Researchers from Stony Brook University, the University of North Carolina, Chapel Hill, and Cornell University evaluated diets containing protein isolates from beef, pea, soy, egg white, and casein in several mouse models of inflammatory bowel disease (IBD). The study’s lead author, Simon Gray, is a 2025 AGA Research Scholar Award recipient. Across the models, beef protein was linked to the highest levels of inflammation, while pea protein was linked to the lowest.
The findings may help explain earlier studies that linked red meat consumption to a higher risk of developing IBD and experiencing disease flare-ups. They also suggest that the protein in red meat may play a role in those effects.
The researchers found that beef protein's harmful effects were driven by the gut microbiome. When gut bacteria were eliminated or greatly reduced, beef protein no longer worsened colitis. In addition, transferring gut microbes from beef protein-fed mice to germ-free mice caused the recipients to develop more severe colitis, suggesting that changes in the microbiome played a key role.
In mice without colitis, beef protein changed the composition of the gut microbiome. It reduced levels of Lactobacillus johnsonii and Turicibacter sanguinis while increasing Akkermansia muciniphila. These microbial changes were linked to a thinner and less protective intestinal mucus layer.
Beef protein also changed bile acid patterns in the gut. Mice fed beef protein had higher levels of primary and conjugated bile acids, while mice fed pea protein had higher levels of secondary and unconjugated bile acids. Researchers also found that giving mice taurocholic acid, a conjugated bile acid that was elevated in the beef protein group, made colitis worse, even in mice fed pea protein.
The researchers then examined whether psyllium fiber could offset these effects. Replacing cellulose with psyllium in the beef protein diet reduced inflammation in both chronic and acute colitis models. It also restored populations of bacteria involved in bile acid metabolism and shifted bile acid levels toward a pattern associated with less inflammation.
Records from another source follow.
//! Configuration file loading and management.
//!
//! Loads configuration from `<config dir>/config.toml` (see [`AppPaths`]).
//!
//! ## Precedence
//!
//! Settings are resolved with the following precedence (highest first):
//! 1. CLI flags
//! 2. Environment variables
//! 3. Config file
//! 4. Built-in defaults
//!
//! ## Environment Variables
//!
//! - `PVCAST_CONFIG`: Override config file path
//! - `PVCAST_API_KEYS`: Comma-separated API keys
//! - `PVCAST_API_LIMITS`: Comma-separated daily limits (one, or one per key)
//! - `PVCAST_AUTO_UPDATE`: Automatic update mode (0, 1, 2)
//! - `PVCAST_TIMEOUT`: Request timeout in seconds
//! - `PVCAST_BASE_URL`: Provider API base URL
//! - `PVCAST_DATA_DIR`: Directory for cached documents

use std::fs;
use std::path::{Path, PathBuf};
use std::time::Duration;

use chrono_tz::Tz;
use serde::{Deserialize, Serialize};

use super::AppPaths;
use crate::cli::args::Cli;
use crate::core::coordinator::CoordinatorSettings;
use crate::core::hard_limit::HardLimitClamp;
use crate::core::models::EstimateField;
use crate::core::quota::KeyTable;
use crate::core::scheduler::AutoUpdateMode;
use crate::core::sites::is_site_id;
use crate::error::{PvcastError, Result};
use crate::providers::solcast::DEFAULT_BASE_URL;

// =============================================================================
// Environment Variable Names
// =============================================================================

pub const ENV_CONFIG: &str = "PVCAST_CONFIG";
pub const ENV_API_KEYS: &str = "PVCAST_API_KEYS";
pub const ENV_API_LIMITS: &str = "PVCAST_API_LIMITS";
pub const ENV_AUTO_UPDATE: &str = "PVCAST_AUTO_UPDATE";
pub const ENV_TIMEOUT: &str = "PVCAST_TIMEOUT";
pub const ENV_BASE_URL: &str = "PVCAST_BASE_URL";
pub const ENV_DATA_DIR: &str = "PVCAST_DATA_DIR";

const TIMEOUT_RANGE: std::ops::RangeInclusive<u64> = 1..=480;
const CUSTOM_HOURS_RANGE: std::ops::RangeInclusive<u32> = 1..=144;
const MIN_INTERVAL_MINUTES: u32 = 5;

// =============================================================================
// Config File
// =============================================================================

/// Application configuration.
#[derive(Debug, Clone, Default, PartialEq, Serialize, Deserialize)]
#[serde(default)]
pub struct Config {
    pub general: GeneralConfig,
    pub provider: ProviderConfig,
    pub forecast: ForecastConfig,
    pub quota: QuotaConfig,
    pub schedule: ScheduleConfig,
}

/// General application settings.
#[derive(Debug, Clone, PartialEq, Serialize, Deserialize)]
#[serde(default)]
pub struct GeneralConfig {
    /// Per-request timeout in seconds.
    pub timeout_seconds: u64,
    /// IANA zone used for local days, sun times and schedules.
    pub timezone: String,
    /// Override for the cached document directory.
    pub data_dir: Option<PathBuf>,
    /// Default log level (error, warn, info, debug, trace).
    pub log_level: Option<String>,
}

/// Provider account settings.
#[derive(Debug, Clone, PartialEq, Serialize, Deserialize)]
#[serde(default)]
pub struct ProviderConfig {
    pub base_url: String,
    /// Comma-separated API keys.
    pub api_keys: String,
    /// Comma-separated daily call limits.
    pub api_limits: String,
    /// Comma-separated hard limits in watts.
    pub hard_limits: Option<String>,
}

/// Forecast processing settings.
#[derive(Debug, Clone, PartialEq, Eq, Serialize, Deserialize)]
#[serde(default)]
pub struct ForecastConfig {
    /// 0 off, 1 daylight, 2 all day.
    pub auto_update: u8,
    /// estimate, estimate10 or estimate90.
    pub estimate: String,
    pub excluded_sites: Vec<String>,
    pub granular_dampening: bool,
    /// Window for the "next N hours" energy value.
    pub custom_hours: u32,
}

/// Quota day settings.
#[derive(Debug, Clone, PartialEq, Eq, Serialize, Deserialize)]
#[serde(default)]
pub struct QuotaConfig {
    /// Zone whose midnight resets the daily counters.
    pub reset_timezone: String,
}

/// Scheduler settings.
#[derive(Debug, Clone, Default, PartialEq, Eq, Serialize, Deserialize)]
#[serde(default)]
pub struct ScheduleConfig {
    /// Fixed poll cadence instead of one derived from the budget.
    pub interval_minutes: Option<u32>,
}

impl Default for GeneralConfig {
    fn default() -> Self {
        Self {
            timeout_seconds: 60,
            timezone: "UTC".to_string(),
            data_dir: None,
            log_level: None,
        }
    }
}

impl Default for ProviderConfig {
    fn default() -> Self {
        Self {
            base_url: DEFAULT_BASE_URL.to_string(),
            api_keys: String::new(),
            api_limits: "10".to_string(),
            hard_limits: None,
        }
    }
}

impl Default for ForecastConfig {
    fn default() -> Self {
        Self {
            auto_update: 0,
            estimate: EstimateField::default().as_str().to_string(),
            excluded_sites: Vec::new(),
            granular_dampening: false,
            custom_hours: 1,
        }
    }
}

impl Default for QuotaConfig {
    fn default() -> Self {
        Self {
            reset_timezone: "UTC".to_string(),
        }
    }
}

fn parse_tz(key: &str, name: &str) -> Result<Tz> {
    name.parse::<Tz>().map_err(|_| PvcastError::ConfigInvalid {
        key: key.to_string(),
        message: format!("unknown time zone '{name}'"),
    })
}

impl Config {
    /// Load configuration from a specific path.
    ///
    /// Returns default config if the file doesn't exist.
    ///
    /// # Errors
    ///
    /// Returns error only if the file exists but is invalid.
    pub fn load_from(path: &Path) -> Result<Self> {
        if !path.exists() {
            tracing::debug!(?path, "Config file not found, using defaults");
            return Ok(Self::default());
        }

        tracing::debug!(?path, "Loading config file");
        let content = fs::read_to_string(path)?;
        toml::from_str(&content)
            .map_err(|e| PvcastError::Config(format!("invalid config file: {e}")))
    }

    /// Save configuration to a specific path.
    ///
    /// # Errors
    ///
    /// Returns error if the directory or file cannot be written.
    pub fn save_to(&self, path: &Path) -> Result<()> {
        if let Some(parent) = path.parent() {
            fs::create_dir_all(parent)?;
        }
        let content = toml::to_string_pretty(self)
            .map_err(|e| PvcastError::Config(format!("failed to serialize config: {e}")))?;
        fs::write(path, content)?;
        tracing::debug!(?path, "Config file saved");
        Ok(())
    }

    /// Local time zone.
    ///
    /// # Errors
    ///
    /// Returns error for an unknown zone name.
    pub fn timezone(&self) -> Result<Tz> {
        parse_tz("general.timezone", &self.general.timezone)
    }

    /// Quota reset time zone.
    ///
    /// # Errors
    ///
    /// Returns error for an unknown zone name.
    pub fn reset_timezone(&self) -> Result<Tz> {
        parse_tz("quota.reset_timezone", &self.quota.reset_timezone)
    }

    /// Validate configuration values.
    ///
    /// # Errors
    ///
    /// Returns the first invalid value found.
    pub fn validate(&self) -> Result<()> {
        if !TIMEOUT_RANGE.contains(&self.general.timeout_seconds) {
            return Err(PvcastError::ConfigInvalid {
                key: "general.timeout_seconds".to_string(),
                message: "must be between 1 and 480 seconds".to_string(),
            });
        }
        self.timezone()?;
        self.reset_timezone()?;

        reqwest::Url::parse(&self.provider.base_url).map_err(|e| PvcastError::ConfigInvalid {
            key: "provider.base_url".to_string(),
            message: e.to_string(),
        })?;

        if AutoUpdateMode::from_u8(self.forecast.auto_update).is_none() {
            return Err(PvcastError::ConfigInvalid {
                key: "forecast.auto_update".to_string(),
                message: "must be 0, 1 or 2".to_string(),
            });
        }
        if EstimateField::from_arg(&self.forecast.estimate).is_none() {
            return Err(PvcastError::ConfigInvalid {
                key: "forecast.estimate".to_string(),
                message: "must be estimate, estimate10 or estimate90".to_string(),
            });
        }
        if !CUSTOM_HOURS_RANGE.contains(&self.forecast.custom_hours) {
            return Err(PvcastError::ConfigInvalid {
                key: "forecast.custom_hours".to_string(),
                message: "must be between 1 and 144".to_string(),
            });
        }
        if let Some(bad) = self.forecast.excluded_sites.iter().find(|s| !is_site_id(s)) {
            return Err(PvcastError::InvalidSiteId(bad.clone()));
        }
        if self
            .schedule
            .interval_minutes
            .is_some_and(|m| m < MIN_INTERVAL_MINUTES)
        {
            return Err(PvcastError::ConfigInvalid {
                key: "schedule.interval_minutes".to_string(),
                message: format!("must be at least {MIN_INTERVAL_MINUTES}"),
            });
        }

        Ok(())
    }
}

// =============================================================================
// Resolved Configuration
// =============================================================================

/// Where a configuration value came from.
#[derive(Debug, Clone, Copy, Default, PartialEq, Eq)]
pub enum ConfigSource {
    Cli,
    Env,
    ConfigFile,
    #[default]
    Default,
}

impl std::fmt::Display for ConfigSource {
    fn fmt(&self, f: &mut std::fmt::Formatter<'_>) -> std::fmt::Result {
        match self {
            Self::Cli => write!(f, "CLI flag"),
            Self::Env => write!(f, "environment variable"),
            Self::ConfigFile => write!(f, "config file"),
            Self::Default => write!(f, "default"),
        }
    }
}

/// Tracks the source of each resolved value.
#[derive(Debug, Clone, Default)]
pub struct ConfigSources {
    pub config_path: ConfigSource,
    pub data_dir: ConfigSource,
    pub api_keys: ConfigSource,
    pub api_limits: ConfigSource,
    pub auto_update: ConfigSource,
    pub timeout: ConfigSource,
    pub base_url: ConfigSource,
}

/// Fully resolved configuration after merging CLI, env vars, and config file.
#[derive(Debug, Clone)]
pub struct ResolvedConfig {
    pub config_path: PathBuf,
    /// The file contents as loaded, for rewriting.
    pub config: Config,
    pub paths: AppPaths,
    pub base_url: String,
    pub keys: KeyTable,
    pub hard_limits: HardLimitClamp,
    pub settings: CoordinatorSettings,
    pub sources: ConfigSources,
}

fn env_value(name: &str) -> Option<String> {
    std::env::var(name)
        .ok()
        .map(|v| v.trim().to_string())
        .filter(|v| !v.is_empty())
}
For practicing physicians, these findings suggest that the type of dietary protein may affect intestinal inflammation by altering the gut microbiome and bile acid metabolism. Although the study was conducted in mice, it provides biological support for dietary approaches that emphasize plant-based proteins and fiber for patients with IBD.
“Collectively, these data suggest that the protein component of red meat may be responsible, in part, for the colitis-promoting effects of this food source and provide insight into dietary factors that may influence IBD severity,” the authors wrote.
The study was supported by the American Pulse Association, National Institutes of Health grants, the Crohn’s & Colitis Foundation Gnotobiotic Facility and institutional funding from Stony Brook University. The authors reported having no relevant disclosures.